_Instructions for the task:_ When you reach the records, transcribe each one exactly.

_Dataset entries:_
-=-=-=-=-
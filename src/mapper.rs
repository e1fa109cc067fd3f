//! Applies a test-data record to a form page through its field mapping.

use crate::data::TestDataRecord;
use crate::mapping::template::{expand_index, expand_value};
use crate::mapping::{ControlKind, FieldMapping, FieldSpec};
use crate::surface::FormSurface;
use crate::{Error, Result};
use tracing::{debug, info, warn};

/// Apply every present field of `record` to `surface`, in the mapping's
/// declared order. Absent, empty, and `"null"` fields are skipped silently;
/// the control keeps its default state. One interaction attempt per field;
/// the first surface failure aborts the rest of the page.
pub async fn apply<S: FormSurface>(
    record: &TestDataRecord,
    mapping: &FieldMapping,
    surface: &S,
) -> Result<()> {
    debug!("filling page '{}'", mapping.page);
    for spec in &mapping.fields {
        let Some(value) = record.present(&spec.field) else {
            debug!("skip {}: not present", spec.field);
            continue;
        };
        apply_field(spec, value, surface).await?;
    }
    Ok(())
}

async fn apply_field<S: FormSurface>(spec: &FieldSpec, value: &str, surface: &S) -> Result<()> {
    match &spec.kind {
        ControlKind::Text => {
            info!("text: {} = '{}'", spec.field, value);
            surface
                .set_text(&spec.selector, value)
                .await
                .map_err(|e| Error::interaction(&spec.field, &spec.selector, e))?;
        }
        ControlKind::SelectByValue => {
            info!("select_by_value: {} = '{}'", spec.field, value);
            surface
                .choose_by_value(&spec.selector, value)
                .await
                .map_err(|e| Error::interaction(&spec.field, &spec.selector, e))?;
        }
        ControlKind::SelectByLabel => {
            info!("select_by_label: {} = '{}'", spec.field, value);
            surface
                .choose_by_label(&spec.selector, value)
                .await
                .map_err(|e| Error::interaction(&spec.field, &spec.selector, e))?;
        }
        ControlKind::CheckboxGroup => {
            for token in value.split(',').map(str::trim).filter(|t| !t.is_empty()) {
                let selector = expand_value(&spec.selector, token);
                info!("check: {} += '{}'", spec.field, token);
                surface
                    .set_checked(&selector)
                    .await
                    .map_err(|e| Error::interaction(&spec.field, &selector, e))?;
            }
        }
        ControlKind::RadioExclusive(exclusive) => {
            let label = exclusive.resolve(value);
            let selector = expand_value(&spec.selector, label);
            info!("radio: {} = '{}'", spec.field, label);
            surface
                .set_checked(&selector)
                .await
                .map_err(|e| Error::interaction(&spec.field, &selector, e))?;
        }
        ControlKind::RadioIndexed(indexed) => {
            let Some(position) = indexed.position_of(value) else {
                warn!(
                    "unmapped value '{}' for field '{}'; skipping",
                    value, spec.field
                );
                return Ok(());
            };
            let selector = expand_index(&spec.selector, position);
            info!("radio: {} = '{}' (position {})", spec.field, value.trim(), position);
            surface
                .set_checked(&selector)
                .await
                .map_err(|e| Error::interaction(&spec.field, &selector, e))?;
        }
    }
    Ok(())
}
-=-=-=-=-
_Solution for this task:_
filename src/mapper.rs
repository e1fa109cc067fd3f
//! Applies a test-data record to a form page through its field mapping.

use crate::data::TestDataRecord;
use crate::mapping::template::{expand_index, expand_value};
use crate::mapping::{ControlKind, FieldMapping, FieldSpec};
use crate::surface::FormSurface;
use crate::{Error, Result};
use tracing::{debug, info, warn};

/// Apply every present field of `record` to `surface`, in the mapping's
/// declared order. Absent, empty, and `"null"` fields are skipped silently;
/// the control keeps its default state. One interaction attempt per field;
/// the first surface failure aborts the rest of the page.
pub async fn apply<S: FormSurface>(
    record: &TestDataRecord,
    mapping: &FieldMapping,
    surface: &S,
) -> Result<()> {
    debug!("filling page '{}'", mapping.page);
    for spec in &mapping.fields {
        let Some(value) = record.present(&spec.field) else {
            debug!("skip {}: not present", spec.field);
            continue;
        };
        apply_field(spec, value, surface).await?;
    }
    Ok(())
}

async fn apply_field<S: FormSurface>(spec: &FieldSpec, value: &str, surface: &S) -> Result<()> {
    match &spec.kind {
        ControlKind::Text => {
            info!("text: {} = '{}'", spec.field, value);
            surface
                .set_text(&spec.selector, value)
                .await
                .map_err(|e| Error::interaction(&spec.field, &spec.selector, e))?;
        }
        ControlKind::SelectByValue => {
            info!("select_by_value: {} = '{}'", spec.field, value);
            surface
                .choose_by_value(&spec.selector, value)
                .await
                .map_err(|e| Error::interaction(&spec.field, &spec.selector, e))?;
        }
        ControlKind::SelectByLabel => {
            info!("select_by_label: {} = '{}'", spec.field, value);
            surface
                .choose_by_label(&spec.selector, value)
                .await
                .map_err(|e| Error::interaction(&spec.field, &spec.selector, e))?;
        }
        ControlKind::CheckboxGroup => {
            for token in value.split(',').map(str::trim).filter(|t| !t.is_empty()) {
                let selector = expand_value(&spec.selector, token);
                info!("check: {} += '{}'", spec.field, token);
                surface
                    .set_checked(&selector)
                    .await
                    .map_err(|e| Error::interaction(&spec.field, &selector, e))?;
            }
        }
        ControlKind::RadioExclusive(exclusive) => {
            let label = exclusive.resolve(value);
            let selector = expand_value(&spec.selector, label);
            info!("radio: {} = '{}'", spec.field, label);
            surface
                .set_checked(&selector)
                .await
                .map_err(|e| Error::interaction(&spec.field, &selector, e))?;
        }
        ControlKind::RadioIndexed(indexed) => {
            let Some(position) = indexed.position_of(value) else {
                warn!(
                    "unmapped value '{}' for field '{}'; skipping",
                    value, spec.field
                );
                return Ok(());
            };
            let selector = expand_index(&spec.selector, position);
            info!("radio: {} = '{}' (position {})", spec.field, value.trim(), position);
            surface
                .set_checked(&selector)
                .await
                .map_err(|e| Error::interaction(&spec.field, &selector, e))?;
        }
    }
    Ok(())
}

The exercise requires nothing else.